The Fender Performer or JP80 was an electric guitar designed by John Page for rock and metal guitarists in the mid-1980s. The Performer was also available as an electric bass.

==History==
The Performer was first introduced in 1985, and was assembled by Fender Japan, Ltd. It was introduced in the transition from the CBS-owned Fender Electric Instrument Manufacturing Company to the new privately owned Fender Musical Instruments Corporation, and it was discontinued after only one year. The Performer was commissioned to combat lost sales to the "Superstrats" that were flooding the market in the mid-’80s.

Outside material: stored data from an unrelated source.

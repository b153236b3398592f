//! SQL builders for the officer feature catalog
//!
//! Every builder renders read-only SQL selecting the entity id column plus
//! the aliases declared for the feature in the catalog. Event tables are
//! always filtered through [`QueryBounds`], never by hand. Rows always come
//! back ordered by entity id, then by the value columns where an entity can
//! have several rows, so the first-row-wins dedupe and the order categories
//! are first seen in do not depend on scan order.

use crate::feature::definition::QueryBounds;
use crate::feature::tables::TableConfig;

const DISC_CHARGES: [&str; 4] = ["DISORDERLY", "OBSTRUCT", "RESIST", "DELAY"];

const LOITER_TERMS: [&str; 4] = ["loiter", "sleep", "sitting", "walk"];

// Column stems of the CAD statistics, in output order
pub(crate) const CAD_STATS: [&str; 11] = [
    "avg_seq_assgn",
    "avg_diff_arrv_assgn",
    "avg_travel_time",
    "std_travel_time",
    "avg_response_time",
    "avg_scene_time",
    "avg_prior_orig",
    "std_prior_orig",
    "avg_prior_fin",
    "std_prior_fin",
    "priority_diff",
];

/// Alias of the single aggregate column produced by [`entity_aggregate`]
pub(crate) const AGG_ALIAS: &str = "agg_value";

fn any_like(column: &str, terms: &[&str]) -> String {
    let parts: Vec<String> = terms
        .iter()
        .map(|t| format!("{} like '%{}%'", column, t))
        .collect();
    format!("({})", parts.join(" or "))
}

fn none_like(column: &str, terms: &[&str]) -> String {
    let parts: Vec<String> = terms
        .iter()
        .map(|t| format!("{} not like '%{}%'", column, t))
        .collect();
    parts.join(" and ")
}

/// `agg_expr` per entity over `table`, filtered by `condition` and the window
fn entity_aggregate(
    t: &TableConfig,
    b: &QueryBounds,
    table: &str,
    date_column: &str,
    condition: Option<&str>,
    agg_expr: &str,
) -> String {
    let filter = match condition {
        Some(cond) => format!("{} and {}", cond, b.within(date_column)),
        None => b.within(date_column),
    };
    format!(
        "select {id}, {agg} as {alias} from {table} where {filter} group by {id} order by {id}",
        id = t.id_column,
        agg = agg_expr,
        alias = AGG_ALIAS,
        table = table,
        filter = filter,
    )
}

/// Per-year event counts with zero-filled years, aggregated into an array.
///
/// Every entity seen up to the reference date is crossed with every calendar
/// year of the window, so years without events still occupy a slot.
fn yearly_series(
    t: &TableConfig,
    b: &QueryBounds,
    table: &str,
    date_column: &str,
    count_expr: &str,
    alias: &str,
) -> String {
    format!(
        "select {id}, array_agg(intervals_count order by intervalid) as {alias} \
         from (select a.{id}, a.intervalid, coalesce(c.event_count, 0) as intervals_count \
         from (select e.{id}, s.intervals, s.intervalid \
         from (select distinct {id} from {table} where {upto}) as e \
         cross join (select intervals, row_number() over (order by intervals) as intervalid \
         from (select distinct date_trunc('year', d) as intervals \
         from generate_series('{start}'::timestamp, '{end}'::timestamp, '1 day') as d) as g) as s) as a \
         left join (select {id}, date_trunc('year', {date}) as intervals, {count}::int as event_count \
         from {table} where {within} group by {id}, date_trunc('year', {date})) as c \
         on a.{id} = c.{id} and a.intervals = c.intervals) as slots \
         group by {id} order by {id}",
        id = t.id_column,
        alias = alias,
        table = table,
        upto = b.upto(date_column),
        start = b.start_or_reference(),
        end = b.reference_date,
        date = date_column,
        count = count_expr,
        within = b.within(date_column),
    )
}

// Officer attributes

/// Averages over SI cases that occurred up to the reference date
pub(crate) fn height_weight(t: &TableConfig, b: &QueryBounds) -> String {
    format!(
        "select {id}, avg(weight_int) as avg_weight, avg(height_inches_int) as avg_height_inches \
         from {si} where {upto} group by {id} order by {id}",
        id = t.id_column,
        si = t.si_table,
        upto = b.upto("dateoccured"),
    )
}

fn officer_column(t: &TableConfig, expr: &str, alias: &str) -> String {
    officer_column_where(t, expr, alias, None)
}

// The officer table may hold several rows per officer
fn officer_column_where(
    t: &TableConfig,
    expr: &str,
    alias: &str,
    filter: Option<String>,
) -> String {
    let filter = filter.map(|f| format!(" where {}", f)).unwrap_or_default();
    format!(
        "select {id}, {expr} as {alias} from {table}{filter} order by {id}, {alias}",
        id = t.id_column,
        expr = expr,
        alias = alias,
        table = t.officer_table,
        filter = filter,
    )
}

pub(crate) fn education(t: &TableConfig, _b: &QueryBounds) -> String {
    officer_column(t, "education_level_cleaned", "education")
}

pub(crate) fn marital_status(t: &TableConfig, _b: &QueryBounds) -> String {
    officer_column(t, "marital_status", "married")
}

pub(crate) fn male_female(t: &TableConfig, _b: &QueryBounds) -> String {
    officer_column(t, "empl_sex_clean", "male_female")
}

pub(crate) fn race(t: &TableConfig, _b: &QueryBounds) -> String {
    officer_column(t, "empl_race_cleaned", "race")
}

pub(crate) fn officer_age_at_hire(t: &TableConfig, _b: &QueryBounds) -> String {
    officer_column(
        t,
        "extract(year from hire_date_employed) - birthdate_year",
        "age_at_hire",
    )
}

fn hired_by(t: &TableConfig, b: &QueryBounds, expr: &str, alias: &str) -> String {
    officer_column_where(t, expr, alias, Some(b.upto("hire_date_employed")))
}

pub(crate) fn years_experience(t: &TableConfig, b: &QueryBounds) -> String {
    let expr = format!("{} - extract(year from hire_date_employed)", b.year());
    hired_by(t, b, &expr, "yrs_experience")
}

pub(crate) fn days_experience(t: &TableConfig, b: &QueryBounds) -> String {
    let expr = format!("'{}'::date - hire_date_employed::date", b.reference_date);
    hired_by(t, b, &expr, "days_experience")
}

pub(crate) fn officer_age(t: &TableConfig, b: &QueryBounds) -> String {
    officer_column(t, &format!("{} - birthdate_year", b.year()), "age")
}

// Arrests

pub(crate) fn arrests(t: &TableConfig, b: &QueryBounds) -> String {
    entity_aggregate(t, b, &t.arrest_charges_table, "arrest_date", None, "count(distinct aa_id)")
}

pub(crate) fn npc_arrests(t: &TableConfig, b: &QueryBounds) -> String {
    entity_aggregate(
        t,
        b,
        &t.arrest_charges_table,
        "arrest_date",
        Some("magistrate_action_mlov = 'MA03'"),
        "count(distinct aa_id)",
    )
}

/// Arrests whose only charge is a discretionary one
pub(crate) fn disc_arrests(t: &TableConfig, b: &QueryBounds) -> String {
    format!(
        "select {id}, count(*) as agg_value from (select {id}, count(*) as c, \
         string_agg(charge_desc::text, '    ') as charges from {table} \
         where charge_desc is not null and {within} group by {id}, aa_id) as a \
         where c = 1 and charges similar to '%({alts})%' group by {id} order by {id}",
        id = t.id_column,
        table = t.arrest_charges_table,
        within = b.within("arrest_date"),
        alts = DISC_CHARGES.join("|"),
    )
}

/// Arrests with discretionary charges and no other charge at all
pub(crate) fn disc_only_arrests(t: &TableConfig, b: &QueryBounds) -> String {
    format!(
        "select {id}, count(distinct aa_id) as disc_only_count from (select a.{id}, a.aa_id, \
         o.aa_id as other_id from (select aa_id, {id} from {table} where {disc} and {upto}) as a \
         left join (select aa_id from {table} where {not_disc} and {upto}) as o \
         on a.aa_id = o.aa_id) as foo where other_id is null group by {id} order by {id}",
        id = t.id_column,
        table = t.arrest_charges_table,
        disc = any_like("charge_desc", &DISC_CHARGES),
        not_disc = none_like("charge_desc", &DISC_CHARGES),
        upto = b.upto("arrest_date"),
    )
}

pub(crate) fn arrest_time_of_day(t: &TableConfig, b: &QueryBounds) -> String {
    entity_aggregate(
        t,
        b,
        &t.arrest_charges_table,
        "arrest_date",
        None,
        "avg(extract(hour from arrest_date))",
    )
}

pub(crate) fn arrestee_age(t: &TableConfig, b: &QueryBounds) -> String {
    entity_aggregate(t, b, &t.arrest_charges_table, "arrest_date", None, "avg(age)")
}

/// Career arrest rate (per year of service), recent count and their ratio
pub(crate) fn arrest_rate_delta(t: &TableConfig, b: &QueryBounds) -> String {
    let career = QueryBounds::new(b.reference_date, None);
    format!(
        "select a.{id}, a.career_rate, r.recent_rate, r.recent_rate / nullif(a.career_rate, 0) \
         as rate_delta from (select c.{id}, c.career_count / (extract(year from \
         least(coalesce(o.terminationdate, '{end}'::date), '{end}'::date)) \
         - extract(year from o.hire_date) + 2) as career_rate \
         from (select {id}, count(distinct aa_id) as career_count from {arrests} \
         where {career} group by {id}) as c \
         left join {officers} as o on c.{id} = o.{id}) as a \
         left join (select {id}, count(distinct aa_id) as recent_rate from {arrests} \
         where {recent} group by {id}) as r on a.{id} = r.{id} order by a.{id}, a.career_rate",
        id = t.id_column,
        end = b.reference_date,
        arrests = t.arrest_charges_table,
        officers = t.officer_table,
        career = career.upto("arrest_date"),
        recent = b.within("arrest_date"),
    )
}

/// Sub-beat containing the centroid of the officer's arrest locations
pub(crate) fn arrest_centroids(t: &TableConfig, b: &QueryBounds) -> String {
    format!(
        "select a.{id}, s.subbeat as arrest_centroids from (select {id}, \
         st_setsrid(st_makepoint(avg(long), avg(lat)), 4326) as point \
         from (select distinct on (aa_id) aa_id, {id}, lat, long from {arrests} \
         where {upto} order by aa_id) as foo group by {id}) as a \
         left join {beats} as s on st_contains(s.geom2::geometry, a.point::geometry) \
         order by a.{id}, s.subbeat",
        id = t.id_column,
        arrests = t.arrest_charges_table,
        upto = b.upto("arrest_date"),
        beats = t.sub_beats,
    )
}

pub(crate) fn arrest_timeseries(t: &TableConfig, b: &QueryBounds) -> String {
    yearly_series(
        t,
        b,
        &t.arrest_charges_table,
        "arrest_date",
        "count(distinct aa_id)",
        "arrest_timeseries",
    )
}

// Citations

pub(crate) fn npc_citations(t: &TableConfig, b: &QueryBounds) -> String {
    entity_aggregate(t, b, &t.citations_table, "datet", Some("type = 'NPC'"), "count(*)")
}

pub(crate) fn citations(t: &TableConfig, b: &QueryBounds) -> String {
    entity_aggregate(t, b, &t.citations_table, "datet", None, "count(*)")
}

// CAD

pub(crate) fn cad_stats(t: &TableConfig, b: &QueryBounds) -> String {
    let exprs = [
        "avg(seq_assigned)",
        "avg(seq_arrived - seq_assigned)",
        "avg(travel_time)",
        "stddev(travel_time)",
        "avg(response_time)",
        "log(avg(at_scene_time) + 1)",
        "avg(priority_org::int)",
        "stddev(priority_org::int)",
        "avg(priority_fin::int)",
        "stddev(priority_fin::int)",
        "avg(priority_org::int - priority_fin::int)",
    ];
    let selects: Vec<String> = exprs
        .iter()
        .zip(CAD_STATS.iter())
        .map(|(expr, alias)| format!("{} as {}", expr, alias))
        .collect();
    format!(
        "select {id}, {selects} from {table} where {within} group by {id} order by {id}",
        id = t.id_column,
        selects = selects.join(", "),
        table = t.dispatch_table,
        within = b.within("date_add"),
    )
}

// Field interviews

const FI_DATE: &str = "corrected_interview_date";

pub(crate) fn field_interviews(t: &TableConfig, b: &QueryBounds) -> String {
    entity_aggregate(t, b, &t.field_int_table, FI_DATE, None, "count(*)")
}

pub(crate) fn nontraffic_fi(t: &TableConfig, b: &QueryBounds) -> String {
    entity_aggregate(t, b, &t.field_int_table, FI_DATE, Some("traffic_stop_yn = 'N'"), "count(*)")
}

pub(crate) fn high_crime_fi(t: &TableConfig, b: &QueryBounds) -> String {
    entity_aggregate(
        t,
        b,
        &t.field_int_table,
        FI_DATE,
        Some("narrative like '%high crime area%'"),
        "count(*)",
    )
}

pub(crate) fn loiter_fi(t: &TableConfig, b: &QueryBounds) -> String {
    let condition = format!(
        "{} and narrative not like '%call for service%'",
        any_like("narrative", &LOITER_TERMS)
    );
    entity_aggregate(t, b, &t.field_int_table, FI_DATE, Some(&condition), "count(*)")
}

fn suspect_race_share(t: &TableConfig, b: &QueryBounds, race_code: &str) -> String {
    let expr = format!(
        "sum(case when rac_code = '{}' then 1 else 0 end)::float / (count(*) + 1)",
        race_code
    );
    entity_aggregate(t, b, &t.field_int_table, FI_DATE, None, &expr)
}

pub(crate) fn black_fi(t: &TableConfig, b: &QueryBounds) -> String {
    suspect_race_share(t, b, "B")
}

pub(crate) fn white_fi(t: &TableConfig, b: &QueryBounds) -> String {
    suspect_race_share(t, b, "W")
}

pub(crate) fn fi_avg_suspect_age(t: &TableConfig, b: &QueryBounds) -> String {
    entity_aggregate(t, b, &t.field_int_table, FI_DATE, None, "avg(age)")
}

pub(crate) fn fi_avg_time_of_day(t: &TableConfig, b: &QueryBounds) -> String {
    entity_aggregate(
        t,
        b,
        &t.field_int_table,
        FI_DATE,
        None,
        "avg(extract(hour from corrected_interview_date))",
    )
}

pub(crate) fn fi_timeseries(t: &TableConfig, b: &QueryBounds) -> String {
    yearly_series(t, b, &t.field_int_table, FI_DATE, "count(*)", "fi_timeseries")
}

// Incidents

const INCIDENT_DATE: &str = "date_incident_began";

fn incidents_where(t: &TableConfig, b: &QueryBounds, condition: &str) -> String {
    entity_aggregate(
        t,
        b,
        &t.incidents_table,
        INCIDENT_DATE,
        Some(condition),
        "count(distinct inc_id)",
    )
}

pub(crate) fn suicides(t: &TableConfig, b: &QueryBounds) -> String {
    incidents_where(t, b, "ucr_desc = 'Suicide'")
}

pub(crate) fn juvenile_victims(t: &TableConfig, b: &QueryBounds) -> String {
    incidents_where(t, b, "victim1_age_int < 16")
}

pub(crate) fn domestic_violence(t: &TableConfig, b: &QueryBounds) -> String {
    incidents_where(t, b, "domestic_violence_flag = 'Y'")
}

pub(crate) fn hate_incidents(t: &TableConfig, b: &QueryBounds) -> String {
    incidents_where(t, b, "bias_hate_flag = 'Y'")
}

pub(crate) fn narcotics_incidents(t: &TableConfig, b: &QueryBounds) -> String {
    incidents_where(t, b, "narcotics_flag = 'Y'")
}

pub(crate) fn gang_incidents(t: &TableConfig, b: &QueryBounds) -> String {
    incidents_where(t, b, "gang_flag = 'Y'")
}

pub(crate) fn personal_weapons(t: &TableConfig, b: &QueryBounds) -> String {
    incidents_where(t, b, "weapon_type_code = 'G'")
}

pub(crate) fn avg_victim_age(t: &TableConfig, b: &QueryBounds) -> String {
    entity_aggregate(
        t,
        b,
        &t.incidents_table,
        INCIDENT_DATE,
        None,
        "avg(cast(victim1_age as float))",
    )
}

pub(crate) fn min_victim_age(t: &TableConfig, b: &QueryBounds) -> String {
    entity_aggregate(
        t,
        b,
        &t.incidents_table,
        INCIDENT_DATE,
        None,
        "min(cast(victim1_age as float))",
    )
}
//! EisEngine - dataset building and feature evaluation

use crate::config::ExperimentConfig;
use crate::error::Result;
use chrono::NaiveDate;
use eis_runtime::{Dataset, DatasetAssembler, LabelWindow, RuntimeError};
use serde::Serialize;
use tracing::info;

/// Outcome of evaluating one feature as of one reference date
#[derive(Debug, Clone, PartialEq, Serialize)]
pub struct FeatureSummary {
    pub feature: String,
    pub reference_date: NaiveDate,
    /// Distinct entities with a value
    pub rows: usize,
    /// Columns the feature contributes
    pub columns: Vec<String>,
}

/// Configured engine for one experiment
pub struct EisEngine {
    config: ExperimentConfig,
    assembler: DatasetAssembler,
}

impl EisEngine {
    pub(crate) fn new(config: ExperimentConfig, assembler: DatasetAssembler) -> Self {
        Self { config, assembler }
    }

    pub fn config(&self) -> &ExperimentConfig {
        &self.config
    }

    pub fn assembler(&self) -> &DatasetAssembler {
        &self.assembler
    }

    /// Build the configured dataset: labels from `label_window`, features as
    /// of `fake_today`
    pub async fn build_dataset(&self) -> Result<Dataset> {
        self.build_dataset_for(&self.config.label_window, self.config.fake_today)
            .await
    }

    /// Build a dataset for another window or reference date with the same
    /// feature selection
    pub async fn build_dataset_for(
        &self,
        window: &LabelWindow,
        reference_date: NaiveDate,
    ) -> Result<Dataset> {
        let dataset = self
            .assembler
            .assemble(&self.config.features, window, reference_date)
            .await?;
        info!(
            "Built dataset: {} rows x {} features (labels {}, as of {})",
            dataset.len(),
            dataset.feature_names.len(),
            window,
            reference_date
        );
        Ok(dataset)
    }

    /// Load every enabled feature as of every distinct date in
    /// `reference_dates`, date-major.
    pub async fn evaluate_features(&self, reference_dates: &[NaiveDate]) -> Result<Vec<FeatureSummary>> {
        let features = self.config.features.enabled();
        if features.is_empty() {
            return Err(RuntimeError::EmptyResult("no features enabled".to_string()).into());
        }

        let mut dates: Vec<NaiveDate> = Vec::with_capacity(reference_dates.len());
        for date in reference_dates {
            if !dates.contains(date) {
                dates.push(*date);
            }
        }

        let loader = self.assembler.feature_loader();
        let mut summaries = Vec::with_capacity(dates.len() * features.len());
        for date in dates {
            info!("Evaluating {} features as of {}", features.len(), date);
            for name in &features {
                let (frame, columns) = loader.load(name, date).await?;
                summaries.push(FeatureSummary {
                    feature: name.to_string(),
                    reference_date: date,
                    rows: frame.len(),
                    columns,
                });
            }
        }
        Ok(summaries)
    }

    /// [`EisEngine::evaluate_features`] over the configured sweep dates
    pub async fn evaluate_configured_features(&self) -> Result<Vec<FeatureSummary>> {
        let dates = self.config.reference_dates();
        self.evaluate_features(&dates).await
    }
}
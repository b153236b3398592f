//! EIS Core - Data model for the EIS temporal feature store
//!
//! This crate provides the fundamental types shared by the loaders and the
//! dataset assembler:
//! - Value types for raw query cells
//! - Entity identifiers
//! - Feature kinds, imputation policies and target units
//! - Raw and normalized per-entity feature frames
//! - Error types

pub mod error;
pub mod types;

// Re-export commonly used types
pub use error::CoreError;
pub use types::{
    EntityId, FeatureKind, ImputationPolicy, NormalizedFeatureFrame, RawFeatureFrame, RawRow,
    TargetUnit, Value,
};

In 2010, the instrument was featured in the video game Rock Band 3 under the name "Fender JP80".

==Features==
The body is small with a deep double cutaway similar to the Fender Swinger. The tuning machines are found on the upper edge of the triangular headstock and a locking nut clamps the strings behind a plastic nut, as typically found on Fender guitars. The rosewood fretboard has 24 jumbo frets and features a locking nut. The bridge is a floating System I tremolo. The controls have inset rubber grips, the tuning heads have fully enclosed gears, and the jack socket is an enclosed, not 'skeleton', type, in contrast to many other Fender products with 'economy' hardware. The Fender Performer was available in the following poly finishes: Brown Sunburst (532), Frost White (555), Burgundy Mist (566), Emerald Mist (567) and Gun Metal Blue (568).

The two pickups are custom humbuckers which both sit at an angle opposite to that of a standard Stratocaster or Telecaster bridge pickup. It appears that the coils are offset to keep the magnets in line with the strings, although they are potted in epoxy so the magnets cannot be seen. The guitar featured controls for master volume and TBX, a 3-way pickup selector and a coil splitting switch. The TBX circuit used stacked 250k and 1M pots with a center detent.